Thursday, June 11, 2015

Jalan Lain ke Tulehu

Sulit sekali ternyata merekomendasikan Jalan Lain ke Tulehu ke teman-teman saya. Begitu saya perlihatkan sampulnya, mereka langsung bertanya, “Ini yang ada filmnya itu ya? Pasti iya deh, ini ada ‘Cahaya Dari Timur’ juga.”



Susah memang kalau berteman dengan orang-orang yang saking seringnya dapat tawaran nonton bersama pemutaran film Cahaya Dari Timur: Beta Maluku, bisa pasang #sikap kalau-ga-ada-Chicco-Jericho-gue-malas-dateng-kalau-Glenn-Freddly-gue-ga-nafsu. Buat mereka, kalau ini adaptasi sama dengan filmnya, buat apa baca novelisasinya?

Saya yang belum menonton filmnya tidak bisa menyangkal maupun mengiakan. Dan memang sekilas dari sampulnya, sepertinya mirip. Dua-duanya bertuliskan “Cahaya dari Timur”; di kedua poster dan sampul, ada orang bermain sepakbola. Makin tidak tampak baru untuk teman-teman saya.

Maka saya mencoba pendekatan lain untuk merekomendasikan buku ini, “Buat gue sih menarik aja, karya tulisan diceritakan dengan tutur logat Maluku. Terus karena ngga jauh beda sama logat Manado pasar yang dipakai di Banggai, jadi berasa macam kita balik lagi ke sana.”

Saya agak canggung mau merekomendasikan tentang kekuatan plot buku ini, karena, yah, kosakata apresiasi karya sastra bukanlah kosakata biasa saya sehari-hari. Sekalinya dulu ambil mata kuliah apresiasi sastra di ITB, di kelas malah baca Newsweek dan Time. Canggung bercakap sastra saya.

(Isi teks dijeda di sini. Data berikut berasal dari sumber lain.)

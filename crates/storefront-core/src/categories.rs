// ── Home screen categories ──
//
// Loads the category list once and produces the navigation payload that
// seeds a search screen.

use tracing::warn;

use crate::model::Category;
use crate::source::CategoryDataSource;

/// Loaded categories plus load status.
#[derive(Debug, Clone, PartialEq, Eq)]
pub struct CategoryState {
    pub categories: Vec<Category>,
    pub loading: bool,
    pub error: Option<String>,
}

impl Default for CategoryState {
    fn default() -> Self {
        Self {
            categories: Vec::new(),
            loading: true,
            error: None,
        }
    }
}

impl CategoryState {
    /// The home view shows placeholders while loading and after a failure.
    pub fn show_skeleton(&self) -> bool {
        self.loading || self.error.is_some()
    }
}

/// One-shot category loader for the home screen.
pub struct CategoryList<S> {
    source: S,
    state: CategoryState,
}

impl<S: CategoryDataSource> CategoryList<S> {
    pub fn new(source: S) -> Self {
        Self {
            source,
            state: CategoryState::default(),
        }
    }

    /// Fetch categories; `loading` is cleared on success and failure.
    pub async fn load(&mut self) -> &CategoryState {
        self.state.loading = true;
        match self.source.fetch_categories().await {
            Ok(categories) => {
                self.state.categories = categories;
                self.state.error = None;
            }
            Err(e) => {
                warn!(error = %e, "category load failed");
                self.state.error = Some(e.to_string());
            }
        }
        self.state.loading = false;
        &self.state
    }

    pub fn state(&self) -> &CategoryState {
        &self.state
    }

    pub fn into_state(self) -> CategoryState {
        self.state
    }
}

/// Navigation payload for the search screen.
#[derive(Debug, Clone, Default, PartialEq, Eq)]
pub struct SearchRoute {
    pub category: Option<String>,
}

/// Route that opens search filtered to `category`. Names are lowercased.
pub fn category_route(category: &Category) -> SearchRoute {
    SearchRoute {
        category: Some(category.name.to_lowercase()),
    }
}

#[cfg(test)]
mod tests {
    use super::*;
    use crate::error::CoreError;

    struct Fixed(Result<Vec<Category>, String>);

    impl CategoryDataSource for Fixed {
        async fn fetch_categories(&self) -> Result<Vec<Category>, CoreError> {
            self.0.clone().map_err(|message| CoreError::Api {
                message,
                status: Some(500),
            })
        }
    }

    fn category(name: &str) -> Category {
        Category {
            id: name.to_lowercase(),
            name: name.into(),
            image_url: None,
        }
    }

    #[test]
    fn starts_loading_with_skeleton() {
        let state = CategoryState::default();
        assert!(state.loading);
        assert!(state.show_skeleton());
    }

    #[tokio::test]
    async fn success_keeps_service_order() {
        let mut list = CategoryList::new(Fixed(Ok(vec![category("Shoes"), category("Bags")])));
        let state = list.load().await;

        assert!(!state.loading);
        assert!(!state.show_skeleton());
        let names: Vec<_> = state.categories.iter().map(|c| c.name.as_str()).collect();
        assert_eq!(names, ["Shoes", "Bags"]);
    }

    #[tokio::test]
    async fn failure_keeps_skeleton_and_records_message() {
        let mut list = CategoryList::new(Fixed(Err("categories unavailable".into())));
        let state = list.load().await.clone();

        assert!(!state.loading);
        assert!(state.show_skeleton());
        assert_eq!(state.error.as_deref(), Some("categories unavailable"));
    }

    #[test]
    fn route_lowercases_the_name() {
        let route = category_route(&category("Running Shoes"));
        assert_eq!(route.category.as_deref(), Some("running shoes"));
    }
}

Sejujurnya, ketika saya mulai membacanya, saya langsung terhisap dalam cerita. Tentang Gentur yang harus diselamatkan dari vigilante nasrani yang hendak “membersihkan” muslim dari kapal yang saat itu dia tumpangi. Dan memang ini adalah fokus utama buku ini, tentang konflik antara yang bersalib dan bersalam di awal dekade yang lalu. Konflik ini membawa Gentur ke desa Tulehu, desa muslim yang terkenal sebagai kampung sepakbola.

Kalau ini adalah film sebangsa Air Bud, maka berikutnya pembaca akan disajikan cerita sepakbola membuat orang bisa mengesampingkan perbedaan di Tulehu. Tapi karena ini bukan sebangsa Air Bud, di novel ini justru kita akan menemui ketegangan ketika penduduk desa muslim tidak ingin ada warga kristen yang ikut menonton laga Belanda versus Italia di semifinal Piala Eropa. Penyebabnya pun tidak terasa dibuat-buat: tidak adanya listrik di desa membuat mereka rela mempertaruhkan keselamatan nyawa dengan datang ke desa yang berbeda agama. Adu urat tentu ada, dan saya mendapati diri saya bersimpati dengan si anak kristen yang berpura-pura harus ikut mendukung Belanda walaupun sebetulnya dia mendukung Italia. Bagaimana tidak? Begitu hampir ketahuan kalau ia mendukung Italia, situasi menjadi genting.

Bagi sebagian orang, sepakbola itu bagaikan agama. Bermain (dan menonton) bola bisa punya dampak katarsis yang sama dengan beribadah pada Yang Kuasa. Di sisi lain, terlihat pula di novel ini fanatisme terhadap keduanya ternyata tidak jauh berbeda.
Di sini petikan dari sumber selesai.